No shit, i think, but there it is- a vigorous thump-thumping along his carotid artery. There’s some excitement now as the crew shifts course, one EMT running off to get the stretcher, the other taking the blood pressure, Gerk on the phone with our on-line medical control to get more meds, me and the lieutenant prepping the patient for transport.
The family’s all there screaming and praying as we load up our post-arrest patient and stick him in the ambulance, and though I’m trying to be pessimistic I’m feeling good about this one right up until he arrests again as we’re flying along to the hospital. He’d come back strong with a solid blood pressure and the pulse way up in the high 140’s but halfway to Wyckoff his heart dropped back down to the 60’s, then 30’s, and while we’re frantically working on him he loses pulses again completely and we’re back to thumping his chest while trying to keep balance amidst the tossing and turning of Brooklyn streets.

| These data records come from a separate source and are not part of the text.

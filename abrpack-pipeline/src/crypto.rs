//! Key sources and the encryption handler.

use crate::error::{Error, Result};
use crate::handler::{DownstreamSet, HandlerKind, MediaHandler, StreamData};
use abrpack_core::params::{
    DecryptionParams, EncryptedStreamAttributes, EncryptionParams, KeyProvider, ProtectionScheme,
    RawKeyParams,
};
use parking_lot::Mutex;
use std::collections::HashMap;
use std::sync::Arc;
use tracing::warn;

/// Expected size of key ids and content keys.
const KEY_SIZE: usize = 16;

/// One resolved encryption key.
#[derive(Debug, Clone, PartialEq, Eq)]
pub struct EncryptionKey {
    /// 16-byte key id.
    pub key_id: Vec<u8>,
    /// 16-byte content key.
    pub key: Vec<u8>,
    /// IV, possibly empty when the cipher generates one.
    pub iv: Vec<u8>,
}

/// Hands out encryption or decryption keys by DRM label.
pub trait KeySource: Send + Sync {
    /// Resolve the key for a DRM label. The empty label is the default key.
    fn key_for_label(&self, label: &str) -> Result<EncryptionKey>;
}

/// Key source backed by key material supplied directly in the parameters.
pub struct RawKeySource {
    keys: HashMap<String, EncryptionKey>,
}

impl RawKeySource {
    /// Build from raw key parameters. Key ids and keys must be 16 bytes.
    pub fn new(params: &RawKeyParams) -> Result<Self> {
        if params.key_map.is_empty() {
            return Err(Error::InvalidArgument(
                "Raw key provider configured with no keys.".to_string(),
            ));
        }

        let mut keys = HashMap::new();
        for (label, raw) in &params.key_map {
            if raw.key.len() != KEY_SIZE || raw.key_id.len() != KEY_SIZE {
                return Err(Error::InvalidArgument(format!(
                    "Raw key for label '{label}' must have a {KEY_SIZE}-byte key and key id."
                )));
            }
            keys.insert(
                label.clone(),
                EncryptionKey {
                    key_id: raw.key_id.clone(),
                    key: raw.key.clone(),
                    iv: raw.iv.clone(),
                },
            );
        }
        Ok(Self { keys })
    }
}

impl KeySource for RawKeySource {
    fn key_for_label(&self, label: &str) -> Result<EncryptionKey> {
        if let Some(key) = self.keys.get(label) {
            return Ok(key.clone());
        }
        // Fall back to the default key.
        if let Some(key) = self.keys.get("") {
            return Ok(key.clone());
        }
        Err(Error::InvalidArgument(format!(
            "No key configured for DRM label '{label}'."
        )))
    }
}

/// Build the encryption key source for the configured provider.
///
/// Returns `None` when no provider is configured or when the provider's key
/// material is unusable; the caller decides whether that is an error.
pub fn create_encryption_key_source(params: &EncryptionParams) -> Option<Arc<dyn KeySource>> {
    match params.key_provider {
        KeyProvider::None => None,
        KeyProvider::Raw => match RawKeySource::new(&params.raw_key) {
            Ok(source) => Some(Arc::new(source)),
            Err(e) => {
                warn!("Failed to create raw encryption key source: {e}");
                None
            }
        },
        other => {
            warn!("Unsupported encryption key provider: {other:?}");
            None
        }
    }
}

/// Build the decryption key source for the configured provider.
pub fn create_decryption_key_source(params: &DecryptionParams) -> Option<Arc<dyn KeySource>> {
    match params.key_provider {
        KeyProvider::None => None,
        KeyProvider::Raw => match RawKeySource::new(&params.raw_key) {
            Ok(source) => Some(Arc::new(source)),
            Err(e) => {
                warn!("Failed to create raw decryption key source: {e}");
                None
            }
        },
        other => {
            warn!("Unsupported decryption key provider: {other:?}");
            None
        }
    }
}

#[derive(Default)]
struct EncryptionState {
    time_scale: u32,
}

/// Marks samples past the clear lead as encrypted with the key selected by
/// the stream label function.
pub struct EncryptionHandler {
    params: EncryptionParams,
    key_source: Arc<dyn KeySource>,
    downstreams: DownstreamSet,
    state: Mutex<EncryptionState>,
}

impl EncryptionHandler {
    /// Create an encryption handler bound to per-stream parameters and a
    /// key source.
    pub fn new(params: EncryptionParams, key_source: Arc<dyn KeySource>) -> Self {
        Self {
            params,
            key_source,
            downstreams: DownstreamSet::new(),
            state: Mutex::new(EncryptionState::default()),
        }
    }

    /// The protection scheme this handler encrypts with.
    pub fn protection_scheme(&self) -> ProtectionScheme {
        self.params.protection_scheme
    }

    /// The DRM label for a stream's attributes.
    pub fn stream_label(&self, attributes: &EncryptedStreamAttributes) -> String {
        match &self.params.stream_label_func {
            Some(func) => func(attributes),
            None => String::new(),
        }
    }

    /// Resolve the key for a stream's attributes.
    pub fn key_for_attributes(
        &self,
        attributes: &EncryptedStreamAttributes,
    ) -> Result<EncryptionKey> {
        self.key_source.key_for_label(&self.stream_label(attributes))
    }

    fn clear_lead_ticks(&self, time_scale: u32) -> i64 {
        (self.params.clear_lead_in_seconds * f64::from(time_scale)) as i64
    }
}

impl MediaHandler for EncryptionHandler {
    fn kind(&self) -> HandlerKind {
        HandlerKind::Encryptor
    }

    fn as_any(&self) -> &dyn std::any::Any {
        self
    }

    fn add_downstream(&self, downstream: Arc<dyn MediaHandler>) -> Result<()> {
        self.downstreams.add(downstream);
        Ok(())
    }

    fn downstreams(&self) -> Vec<Arc<dyn MediaHandler>> {
        self.downstreams.list()
    }

    fn process(&self, data: StreamData) -> Result<()> {
        let data = match data {
            StreamData::StreamInfo(info) => {
                self.state.lock().time_scale = info.time_scale;
                StreamData::StreamInfo(info)
            }
            StreamData::MediaSample(mut sample) => {
                let time_scale = self.state.lock().time_scale;
                if sample.pts >= self.clear_lead_ticks(time_scale.max(1)) {
                    sample.is_encrypted = true;
                }
                StreamData::MediaSample(sample)
            }
            other => other,
        };
        self.downstreams.dispatch(data)
    }

    fn flush(&self) -> Result<()> {
        self.downstreams.flush_all()
    }
}

#[cfg(test)]
mod tests {
    use super::*;
    use abrpack_core::params::RawKey;

    fn raw_params(label: &str) -> RawKeyParams {
        let mut key_map = HashMap::new();
        key_map.insert(
            label.to_string(),
            RawKey {
                key_id: vec![1; 16],
                key: vec![2; 16],
                iv: vec![3; 8],
            },
        );
        RawKeyParams { key_map }
    }

    #[test]
    fn test_raw_key_source_lookup() {
        let source = RawKeySource::new(&raw_params("HD")).unwrap();
        let key = source.key_for_label("HD").unwrap();
        assert_eq!(key.key, vec![2; 16]);
        assert!(source.key_for_label("UHD1").is_err());
    }

    #[test]
    fn test_raw_key_source_default_label_fallback() {
        let source = RawKeySource::new(&raw_params("")).unwrap();
        assert!(source.key_for_label("SD").is_ok());
    }

    #[test]
    fn test_raw_key_source_rejects_bad_key_sizes() {
        let mut params = raw_params("");
        params.key_map.get_mut("").unwrap().key = vec![2; 8];
        assert!(RawKeySource::new(&params).is_err());
    }

    #[test]
    fn test_create_key_source_none_provider() {
        assert!(create_encryption_key_source(&EncryptionParams::default()).is_none());
        assert!(create_decryption_key_source(&DecryptionParams::default()).is_none());
    }

    #[test]
    fn test_create_key_source_raw_provider() {
        let params = EncryptionParams {
            key_provider: KeyProvider::Raw,
            raw_key: raw_params(""),
            ..Default::default()
        };
        assert!(create_encryption_key_source(&params).is_some());
    }

    #[test]
    fn test_create_key_source_raw_provider_without_keys() {
        let params = EncryptionParams {
            key_provider: KeyProvider::Raw,
            ..Default::default()
        };
        assert!(create_encryption_key_source(&params).is_none());
    }
}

As we pull up I check again and miracle of miracles, there it is, that rhythmic murmur of pressure against my finger… In the ER bay they do their usual half-joking complaining about how we have all the fun and get right to work on him, setting up a dopamine drip, getting a ventilator set up, etc. I can’t help but feel good, and I’m literally typing the first words of a jubilant text message to Gabi when I see all the nurses run over and a doctor start compressions again.
Crap! I shut the phone right quick and walk over cringing. For a third time though, our man decides to live that night, and this time he stays for good. When we leave the hospital he’s pumping away all by himself, but he's still, and maybe always will be, a vegetable.